Neste momento há uma clara tendência para viagens mais lentas, com menos transferências, mais profundidade em cada destino e mais intenção naquilo que escolhe fazer. Mesmo que seja uma viagem elaborada ou de luxo, não é a quantidade de coisas que conta, mas a quantidade de coisas a qualidade da experiência e como ela fez você se sentir. As pessoas não querem mais acumular destinos, querem viver experiências.
“Mesmo nas maiores e mais populares cidades, você encontra cantos mais tranquilos”
— Que destinos você recomendaria para quem procura férias com foco no bem-estar?
— Na minha opinião, é muito importante compreender que prosperidade não é uma coisa, mas sim Assume diferentes formas dependendo do indivíduo.
Na Argentina, por exemplo, o sul é sempre um ótimo refúgio. A Patagônia tem aquela imensidão que naturalmente convida a desacelerar. Bariloche ou Villa La Angostura combina paisagem, silêncio e conexão com a natureza.
Há também ficar em diferentes províncias que funcionam como pequenos oásis onde luxo é privacidade e simplicidade bem feita.

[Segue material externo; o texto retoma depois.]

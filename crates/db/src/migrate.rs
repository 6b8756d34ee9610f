use sqlx::SqlitePool;
use tracing::info;

const MIGRATIONS: &[(&str, &str)] = &[(
    "001_media",
    include_str!("../migrations/001_media.sql"),
)];

/// Run forward-only migrations. Tracks applied migrations in a `_migrations` table.
pub async fn run(pool: &SqlitePool) -> Result<(), sqlx::Error> {
    sqlx::query(
        "CREATE TABLE IF NOT EXISTS _migrations (
            name TEXT PRIMARY KEY,
            applied_ts INTEGER NOT NULL
        )",
    )
    .execute(pool)
    .await?;

    for (name, sql) in MIGRATIONS {
        let applied: Option<(String,)> =
            sqlx::query_as("SELECT name FROM _migrations WHERE name = ?")
                .bind(name)
                .fetch_optional(pool)
                .await?;

        if applied.is_some() {
            continue;
        }

        info!(migration = name, "applying migration");
        let mut tx = pool.begin().await?;
        for statement in sql.split(';') {
            let trimmed = statement.trim();
            if trimmed.is_empty() {
                continue;
            }
            sqlx::query(trimmed).execute(&mut *tx).await?;
        }

        sqlx::query("INSERT INTO _migrations (name, applied_ts) VALUES (?, ?)")
            .bind(name)
            .bind(chrono::Utc::now().timestamp())
            .execute(&mut *tx)
            .await?;
        tx.commit().await?;

        info!(migration = name, "migration applied");
    }

    Ok(())
}
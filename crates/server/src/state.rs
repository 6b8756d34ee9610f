use std::sync::Arc;

use mediadesk_metadata::provider::MetadataProvider;
use sqlx::SqlitePool;

use crate::auth::AdminCredentials;

/// Shared application state passed to all handlers.
#[derive(Clone)]
pub struct AppState {
    pub db: SqlitePool,
    pub admin: Arc<AdminCredentials>,
    /// `None` when no metadata API key is configured.
    pub metadata: Option<Arc<dyn MetadataProvider>>,
}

A nível internacional, existem destinos conhecidos como a Riviera Francesa, a Costa Amalfitana ou Bali que oferecem ofertas de bem-estar mais estruturadas. Mas mesmo nas maiores e mais populares cidades eles sempre podem ser encontrados cantos mais tranquilos se você souber o que procura.
“Não há necessidade de preencher todos os dias com planos. Não há nada a provar”
—Muitas pessoas sentem necessidade de se desconectar, mas acham difícil fazê-lo mesmo durante as férias. Que conselho você daria?
— Em primeiro lugar, é necessário determinar com que finalidade a pessoa viaja. Viajar para aproveitar ao máximo o tempo não é a mesma coisa que viajar para realmente desacelerar.
Também recomendo reduzir suas expectativas de produtividade em viagens. Não há necessidade de preencher todos os dias com planos. Não há nada a provar, nem mesmo para nós mesmos. Deixar espaços em branco no percurso não é perda de tempo, é o que permite que a pausa apareça.
Além disso, ajuda muito a tomar decisões específicas com o telefone: desligue as notificações, limite seu uso em determinados horários ou até mesmo deixá-lo de lado por um longo período de tempo.
E algo que vejo naqueles que realmente conseguem se desconectar é que eles se permitem simplesmente ser. Quando sozinho Pare de pensar na foto perfeita ou no compartilhamento constante, comece a viver a viagem de forma diferente.